Apesar da tranquilidade momentânea, a chegada da nova estação no dia 20 de março aciona o estágio preparatório do plano de contingência municipal. Segundo Fabrin, a rede de saúde já registra uma concentração de atendimentos, embora os índices não sejam alarmantes. A orientação é que a população procure assistência médica ao notar sintomas persistentes, como febre alta, tosse, fadiga e dores no corpo. A avaliação profissional é fundamental para a coleta de material e identificação precisa dos vírus em circulação, evitando que quadros leves evoluam para complicações graves.
O cuidado deve ser redobrado entre os grupos prioritários, que incluem idosos acima de 60 anos, crianças menores de 5 anos, gestantes e pessoas com comorbidades. A diretora enfatiza a importância de não subestimar os sintomas iniciais ou recorrer apenas ao tratamento doméstico, especialmente nestas faixas etárias. O plano de contingência para 2026 foca, nesta primeira fase, na prevenção e na conscientização sobre o calendário vacinal, visando reduzir o impacto da sazonalidade que se inicia.

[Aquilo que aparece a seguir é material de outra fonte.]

//! Multi-way select over channels.
//!
//! A [`Select`] waits on several channel operations at once (sends, receives, and an optional
//! default case), completes exactly one of them and reports which. When several operations are
//! ready at the same time, one is picked at random, so no channel is starved over repeated
//! selects.
//!
//! Channels are created with [`Chan::new`]. A channel of capacity zero is a rendezvous channel
//! where every send has to meet a receive; otherwise up to `cap` messages are buffered. A closed
//! channel stays closed: receives drain what is buffered and then report `ok == false`, while
//! sends fail.
//!
//! ```
//! use std::thread;
//! use std::sync::Arc;
//! use multiselect::{Chan, Select};
//!
//! let numbers = Arc::new(Chan::new(0));
//! let done = Arc::new(Chan::<()>::new(0));
//!
//! let (n, d) = (numbers.clone(), done.clone());
//! thread::spawn(move || {
//!     n.send(1).unwrap();
//!     d.close().unwrap();
//! });
//!
//! let mut sum = 0;
//! loop {
//!     let mut num = None;
//!     let mut stop = None;
//!
//!     let mut sel = Select::new();
//!     let recv_num = sel.recv(&*numbers, &mut num);
//!     sel.recv(&*done, &mut stop);
//!
//!     let selected = sel.select().unwrap();
//!     if selected.index() == recv_num {
//!         sum += num.unwrap();
//!     } else {
//!         break;
//!     }
//! }
//! assert_eq!(sum, 1);
//! ```
//!
//! # Sending on a closed channel
//!
//! A send case on a closed channel makes the whole select fail with
//! [`SelectError::SendOnClosed`], even if other cases are ready. No operation is performed in that
//! case.
//!
//! # Blocking profile
//!
//! Time spent blocked can be accounted with [`profile::set_block_profile`].

#![warn(missing_docs, missing_debug_implementations)]

mod chan;
mod err;
mod select;
mod waitq;

pub mod dynamic;
pub mod profile;
pub mod task;

pub use crate::chan::{Chan, ChanId};
pub use crate::err::{CloseError, SelectError, SendError, TryRecvError, TrySendError};
pub use crate::select::{Select, Selected};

Dados da última semana epidemiológica, compreendida entre os dias 8 e 14 de março, revelam que Londrina registrou 12 pacientes internados com Síndrome Respiratória Aguda Grave (SRAG). O levantamento aponta uma predominância de casos entre o público infantil, com nove pacientes abaixo dos 12 anos, enquanto os adultos somam três internações. Os números reforçam a tese de que, no momento, a cidade opera com tranquilidade, mas as autoridades de vigilância seguem em alerta para a transição climática.